CONCLUSION AND RECOMMENDATIONS
This preliminary study identified trainee-specific and training program attributes related to attrition and the reasons and trends in the last five years in PGH. Female, single trainees from non-UP College of Medicine medical schools were more likely to leave residency and fellowship. Departure from clinical training usually occurs during the first two years and the leading reasons for this were mental health, unmet expectations, change in specialty, and sickness. The mean resident attrition rate was 3.51% while for fellows the average rate was 1.36%, with a noticeable increase during the COVID years.
A better understanding of the impact of attrition will help new medical graduates transition to post-graduate training and prevent early departure. It may be worthwhile to revisit the medical school curriculum to integrate extensive career counseling as early as clinical clerkship with actual exposure to the rigors of residency and considerable immersion in the ward work. It is essential to advise medical students and assist them in their career decisions, underscoring the need for clear expectations and motivation as to why they are proceeding to hospital-based specialization.
The present investigation recognizes the need to improve screening and selection process of applicants which will encourage self-evaluation to have more realistic expectations of the grueling years ahead. Hospital administrators, department chairs, and training officers must also be cognizant that the conventional training model of “one size fits all” may no longer be the best template due to the changing preferences of residents and fellows. During training, regular feedback and self-reflection must enhance “career adaptability” as part of character development. Healthy and positive interactions with colleagues must also be encouraged, ensuring access to support systems like consultant advisers, mentors, family, peers, and significant others. Anxiety and expectations must be managed during the early years of training by identifying modifiable stressors when the learning curve is expected to be steep. Although logistically difficult, an individualized training approach tailored to the evolving demands of the trainees and program can be considered. This may include extended leave credits, predictability in working hours, protected “me-time”, a more open and nurturing department culture, fostering camaraderie, and accommodating personal needs when attending to other priorities like family or health reasons.
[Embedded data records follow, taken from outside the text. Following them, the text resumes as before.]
use crate::admin::Metrics;
use crate::ca::CertificateAuthority;
use crate::error::ProxyError;
use crate::gateway::ReplayContent;
use crate::pages;
use crate::routing::{RouteRequest, RoutingDecision, RoutingEngine, RoutingOutcome, SessionCookie};
use cookie::Cookie;
use hudsucker::{
    hyper::{
        header::{self, HeaderName, HeaderValue},
        Body, Method, Request, Response, StatusCode,
    },
    HttpContext, HttpHandler, RequestOrResponse,
};
use std::sync::{atomic::Ordering, Arc};
use tracing::{debug, warn};

/// Answers every decrypted or plain request from the routing engine.
///
/// `CONNECT` requests are passed back to hudsucker untouched so that it opens the tunnel and
/// intercepts TLS with a leaf from the host certificate cache.
#[derive(Clone)]
pub struct ReplayHandler {
    engine: Arc<RoutingEngine>,
    authority: Arc<CertificateAuthority>,
    metrics: Arc<Metrics>,
}

impl ReplayHandler {
    pub fn new(
        engine: Arc<RoutingEngine>,
        authority: Arc<CertificateAuthority>,
        metrics: Arc<Metrics>,
    ) -> Self {
        Self {
            engine,
            authority,
            metrics,
        }
    }

    /// Route one request and build its response.
    pub async fn serve(&self, req: Request<Body>) -> Response<Body> {
        self.metrics.total_requests.fetch_add(1, Ordering::Relaxed);

        let Some(route_req) = route_request(&req, &self.engine.routing().cookie_name) else {
            return Reply::html(
                StatusCode::BAD_REQUEST,
                pages::bad_request_page("The request names no host to replay."),
            )
            .into_response();
        };
        debug!("{} {}", req.method(), req.uri());

        match self.engine.route(&route_req).await {
            Ok(outcome) => self.respond(&route_req, outcome).await,
            Err(e) => unavailable(&route_req, e),
        }
    }

    async fn respond(&self, req: &RouteRequest, outcome: RoutingOutcome) -> Response<Body> {
        let routing = self.engine.routing();
        let reply = match outcome.decision {
            RoutingDecision::Replay {
                collection,
                timestamp,
                target,
            } => match self.engine.render(&collection, &timestamp, &target).await {
                Ok(Some(content)) => Reply::replay(content),
                // Nothing archived here: offer the other collections instead.
                Ok(None) => match self.engine.collections().await {
                    Ok(collections) => Reply::html(
                        StatusCode::OK,
                        pages::selection_page(
                            routing,
                            &req.scheme,
                            target.as_str(),
                            &collections,
                            true,
                            None,
                        ),
                    ),
                    Err(e) => return unavailable(req, e),
                },
                Err(e) => return unavailable(req, e),
            },
            RoutingDecision::RedirectToSelection { location }
            | RoutingDecision::MutateSessionAndRedirect { location, .. }
            | RoutingDecision::PlantCookieAndRedirect { location, .. } => Reply::redirect(&location),
            RoutingDecision::ServeSelectionPage {
                suffix,
                collections,
                no_captures,
                notice,
            } => Reply::html(
                StatusCode::OK,
                pages::selection_page(
                    routing,
                    &req.scheme,
                    &suffix,
                    &collections,
                    no_captures,
                    notice.as_deref(),
                ),
            ),
            RoutingDecision::ServeCaptureListing {
                collection,
                target,
                timestamps,
            } => Reply::html(
                StatusCode::OK,
                pages::listing_page(routing, &req.scheme, &collection, &target, &timestamps),
            ),
            RoutingDecision::ServeStatic { asset_path } if asset_path == "/" => {
                Reply::html(StatusCode::OK, pages::landing_page(routing))
            }
            RoutingDecision::ServeStatic { asset_path } => {
                match pages::static_asset(routing.static_dir.as_deref(), &asset_path).await {
                    Some(asset) => Reply::new(StatusCode::OK, &asset.content_type, asset.body),
                    None => Reply::html(StatusCode::NOT_FOUND, pages::not_found_page(&asset_path)),
                }
            }
            RoutingDecision::ServeAuthorityArtifact(artifact) => Reply::new(
                StatusCode::OK,
                artifact.content_type(),
                self.authority.artifact(artifact).to_vec(),
            ),
            RoutingDecision::NotFound => {
                Reply::html(StatusCode::NOT_FOUND, pages::not_found_page(&req.path))
            }
        };

        match outcome.cookie {
            Some(cookie) => reply
                .with_header(header::SET_COOKIE, session_cookie(&routing.cookie_name, &cookie))
                .into_response(),
            None => reply.into_response(),
        }
    }
}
Attrition, even though considered disruptive, must not always be seen as unfavorable especially if potential expectation mismatch between the trainee and the specialty is identified in a timely manner. It can be an opportunity to assess individual motivations, doubts, and intentions; for the program directors, it may also be a good time to finetune the training curriculum to better prepare the next generation of specialists by adapting to the changing learning landscape because at the macro level, the future of the healthcare system is also at stake.
Acknowledgments
The authors would like to express their gratitude to UP-PGH for the financial support to conduct this paper under the 2023 PGH Research Grant for Medical Specialists/Consultants.
Statement of Authorship
Both authors certified fulfillment of ICMJE authorship criteria.
Author Disclosure
One of the authors is the PGH Coordinator for Training, who implements the rules and policies of the different training programs of the hospital. She did not participate in the data gathering; no other conflict of interest is declared.